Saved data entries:

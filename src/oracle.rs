//! Price oracle
//!
//! Quotes for the assets strategies trade. The engine only depends on the
//! `PriceOracle` trait; `StaticPriceOracle` is a fixed stand-in table used for
//! demos and tests until a live market-data source is wired in.

use async_trait::async_trait;
use chrono::{DateTime, Utc};
use dashmap::DashMap;
use serde::{Deserialize, Serialize};

use crate::strategy::types::{AssetClass, Strategy};

/// Point-in-time price for one symbol
#[derive(Debug, Clone, PartialEq, Serialize, Deserialize)]
pub struct Quote {
    pub symbol: String,
    pub price: f64,
    pub asset_class: AssetClass,
    pub as_of: DateTime<Utc>,
}

/// Source of asset selection and prices
#[async_trait]
pub trait PriceOracle: Send + Sync {
    fn name(&self) -> &'static str;

    /// Symbol the strategy should trade within `class`, if any is known
    async fn pick_asset(&self, class: AssetClass, strategy: &Strategy) -> Option<String>;

    /// Latest quote. `None` when the symbol is unknown.
    async fn quote(&self, symbol: &str) -> Option<Quote>;
}

const DEFAULT_TABLE: &[(&str, AssetClass, f64)] = &[
    ("AAPL", AssetClass::Stocks, 189.5),
    ("MSFT", AssetClass::Stocks, 415.2),
    ("NVDA", AssetClass::Stocks, 875.3),
    ("GOOGL", AssetClass::Stocks, 152.8),
    ("AMZN", AssetClass::Stocks, 178.4),
    ("BTC", AssetClass::Crypto, 67_250.0),
    ("ETH", AssetClass::Crypto, 3_480.0),
    ("SOL", AssetClass::Crypto, 145.6),
    ("EUR/USD", AssetClass::Forex, 1.0842),
    ("GBP/USD", AssetClass::Forex, 1.2675),
    ("USD/JPY", AssetClass::Forex, 151.3),
    ("SPY", AssetClass::Etfs, 512.4),
    ("QQQ", AssetClass::Etfs, 438.9),
    ("VTI", AssetClass::Etfs, 254.1),
    ("SCHD", AssetClass::Etfs, 78.6),
    ("TLT", AssetClass::Bonds, 93.2),
    ("BND", AssetClass::Bonds, 72.4),
    ("SHY", AssetClass::Bonds, 81.7),
    ("GLD", AssetClass::Commodities, 215.8),
    ("USO", AssetClass::Commodities, 76.9),
];

/// In-memory quote table
pub struct StaticPriceOracle {
    /// symbol -> (class, price)
    prices: DashMap<String, (AssetClass, f64)>,
}

impl StaticPriceOracle {
    pub fn new() -> Self {
        let prices = DashMap::new();
        for (symbol, class, price) in DEFAULT_TABLE {
            prices.insert(symbol.to_string(), (*class, *price));
        }
        Self { prices }
    }

    /// Empty table, for tests that want full control over quotes
    pub fn empty() -> Self {
        Self {
            prices: DashMap::new(),
        }
    }

    /// Insert or move a price
    pub fn set_price(&self, symbol: &str, class: AssetClass, price: f64) {
        self.prices.insert(symbol.to_string(), (class, price));
    }

    pub fn remove(&self, symbol: &str) {
        self.prices.remove(symbol);
    }

    /// Symbols of a class, sorted so picks are stable across runs
    fn symbols_for(&self, class: AssetClass) -> Vec<String> {
        let mut symbols: Vec<String> = self
            .prices
            .iter()
            .filter(|entry| entry.value().0 == class)
            .map(|entry| entry.key().clone())
            .collect();
        symbols.sort();
        symbols
    }
}

impl Default for StaticPriceOracle {
    fn default() -> Self {
        Self::new()
    }
}

#[async_trait]
impl PriceOracle for StaticPriceOracle {
    fn name(&self) -> &'static str {
        "static"
    }

    async fn pick_asset(&self, class: AssetClass, strategy: &Strategy) -> Option<String> {
        let symbols = self.symbols_for(class);
        if symbols.is_empty() {
            return None;
        }
        let hash: usize = strategy.id.bytes().map(|b| b as usize).sum();
        Some(symbols[hash % symbols.len()].clone())
    }

    async fn quote(&self, symbol: &str) -> Option<Quote> {
        let entry = self.prices.get(symbol)?;
        let (asset_class, price) = *entry.value();
        Some(Quote {
            symbol: symbol.to_string(),
            price,
            asset_class,
            as_of: Utc::now(),
        })
    }
}

#[cfg(test)]
mod tests {
    use super::*;
    use crate::strategy::catalog::StrategyCatalog;

    #[tokio::test]
    async fn test_pick_asset_is_stable_and_in_class() {
        let oracle = StaticPriceOracle::new();
        let catalog = StrategyCatalog::builtin();
        for strategy in catalog.all() {
            let class = strategy.primary_asset_class();
            let first = oracle.pick_asset(class, strategy).await.unwrap();
            let second = oracle.pick_asset(class, strategy).await.unwrap();
            assert_eq!(first, second);
            assert_eq!(oracle.quote(&first).await.unwrap().asset_class, class);
        }
    }

    #[tokio::test]
    async fn test_unknown_symbol_has_no_quote() {
        let oracle = StaticPriceOracle::new();
        assert!(oracle.quote("DOGE").await.is_none());
    }

    #[tokio::test]
    async fn test_set_price_overrides() {
        let oracle = StaticPriceOracle::empty();
        let catalog = StrategyCatalog::builtin();
        let strategy = catalog.get("crypto_momentum").unwrap();
        assert!(oracle.pick_asset(AssetClass::Crypto, strategy).await.is_none());

        oracle.set_price("BTC", AssetClass::Crypto, 50_000.0);
        assert_eq!(
            oracle.pick_asset(AssetClass::Crypto, strategy).await.as_deref(),
            Some("BTC")
        );
        assert_eq!(oracle.quote("BTC").await.unwrap().price, 50_000.0);
    }
}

PROBLEM DETAILS:
Reproduce each entry exactly, leaving out nothing.

WRITTEN SOLUTION:
filename src/oracle.rs
//! Price oracle
//!
//! Quotes for the assets strategies trade. The engine only depends on the
//! `PriceOracle` trait; `StaticPriceOracle` is a fixed stand-in table used for
//! demos and tests until a live market-data source is wired in.

use async_trait::async_trait;
use chrono::{DateTime, Utc};
use dashmap::DashMap;
use serde::{Deserialize, Serialize};

use crate::strategy::types::{AssetClass, Strategy};

/// Point-in-time price for one symbol
#[derive(Debug, Clone, PartialEq, Serialize, Deserialize)]
pub struct Quote {
    pub symbol: String,
    pub price: f64,
    pub asset_class: AssetClass,
    pub as_of: DateTime<Utc>,
}

/// Source of asset selection and prices
#[async_trait]
pub trait PriceOracle: Send + Sync {
    fn name(&self) -> &'static str;

    /// Symbol the strategy should trade within `class`, if any is known
    async fn pick_asset(&self, class: AssetClass, strategy: &Strategy) -> Option<String>;

    /// Latest quote. `None` when the symbol is unknown.
    async fn quote(&self, symbol: &str) -> Option<Quote>;
}

const DEFAULT_TABLE: &[(&str, AssetClass, f64)] = &[
    ("AAPL", AssetClass::Stocks, 189.5),
    ("MSFT", AssetClass::Stocks, 415.2),
    ("NVDA", AssetClass::Stocks, 875.3),
    ("GOOGL", AssetClass::Stocks, 152.8),
    ("AMZN", AssetClass::Stocks, 178.4),
    ("BTC", AssetClass::Crypto, 67_250.0),
    ("ETH", AssetClass::Crypto, 3_480.0),
    ("SOL", AssetClass::Crypto, 145.6),
    ("EUR/USD", AssetClass::Forex, 1.0842),
    ("GBP/USD", AssetClass::Forex, 1.2675),
    ("USD/JPY", AssetClass::Forex, 151.3),
    ("SPY", AssetClass::Etfs, 512.4),
    ("QQQ", AssetClass::Etfs, 438.9),
    ("VTI", AssetClass::Etfs, 254.1),
    ("SCHD", AssetClass::Etfs, 78.6),
    ("TLT", AssetClass::Bonds, 93.2),
    ("BND", AssetClass::Bonds, 72.4),
    ("SHY", AssetClass::Bonds, 81.7),
    ("GLD", AssetClass::Commodities, 215.8),
    ("USO", AssetClass::Commodities, 76.9),
];

/// In-memory quote table
pub struct StaticPriceOracle {
    /// symbol -> (class, price)
    prices: DashMap<String, (AssetClass, f64)>,
}

impl StaticPriceOracle {
    pub fn new() -> Self {
        let prices = DashMap::new();
        for (symbol, class, price) in DEFAULT_TABLE {
            prices.insert(symbol.to_string(), (*class, *price));
        }
        Self { prices }
    }

    /// Empty table, for tests that want full control over quotes
    pub fn empty() -> Self {
        Self {
            prices: DashMap::new(),
        }
    }

    /// Insert or move a price
    pub fn set_price(&self, symbol: &str, class: AssetClass, price: f64) {
        self.prices.insert(symbol.to_string(), (class, price));
    }

    pub fn remove(&self, symbol: &str) {
        self.prices.remove(symbol);
    }

    /// Symbols of a class, sorted so picks are stable across runs
    fn symbols_for(&self, class: AssetClass) -> Vec<String> {
        let mut symbols: Vec<String> = self
            .prices
            .iter()
            .filter(|entry| entry.value().0 == class)
            .map(|entry| entry.key().clone())
            .collect();
        symbols.sort();
        symbols
    }
}

impl Default for StaticPriceOracle {
    fn default() -> Self {
        Self::new()
    }
}

#[async_trait]
impl PriceOracle for StaticPriceOracle {
    fn name(&self) -> &'static str {
        "static"
    }

    async fn pick_asset(&self, class: AssetClass, strategy: &Strategy) -> Option<String> {
        let symbols = self.symbols_for(class);
        if symbols.is_empty() {
            return None;
        }
        let hash: usize = strategy.id.bytes().map(|b| b as usize).sum();
        Some(symbols[hash % symbols.len()].clone())
    }

    async fn quote(&self, symbol: &str) -> Option<Quote> {
        let entry = self.prices.get(symbol)?;
        let (asset_class, price) = *entry.value();
        Some(Quote {
            symbol: symbol.to_string(),
            price,
            asset_class,
            as_of: Utc::now(),
        })
    }
}

#[cfg(test)]
mod tests {
    use super::*;
    use crate::strategy::catalog::StrategyCatalog;

    #[tokio::test]
    async fn test_pick_asset_is_stable_and_in_class() {
        let oracle = StaticPriceOracle::new();
        let catalog = StrategyCatalog::builtin();
        for strategy in catalog.all() {
            let class = strategy.primary_asset_class();
            let first = oracle.pick_asset(class, strategy).await.unwrap();
            let second = oracle.pick_asset(class, strategy).await.unwrap();
            assert_eq!(first, second);
            assert_eq!(oracle.quote(&first).await.unwrap().asset_class, class);
        }
    }

    #[tokio::test]
    async fn test_unknown_symbol_has_no_quote() {
        let oracle = StaticPriceOracle::new();
        assert!(oracle.quote("DOGE").await.is_none());
    }

    #[tokio::test]
    async fn test_set_price_overrides() {
        let oracle = StaticPriceOracle::empty();
        let catalog = StrategyCatalog::builtin();
        let strategy = catalog.get("crypto_momentum").unwrap();
        assert!(oracle.pick_asset(AssetClass::Crypto, strategy).await.is_none());

        oracle.set_price("BTC", AssetClass::Crypto, 50_000.0);
        assert_eq!(
            oracle.pick_asset(AssetClass::Crypto, strategy).await.as_deref(),
            Some("BTC")
        );
        assert_eq!(oracle.quote("BTC").await.unwrap().price, 50_000.0);
    }
}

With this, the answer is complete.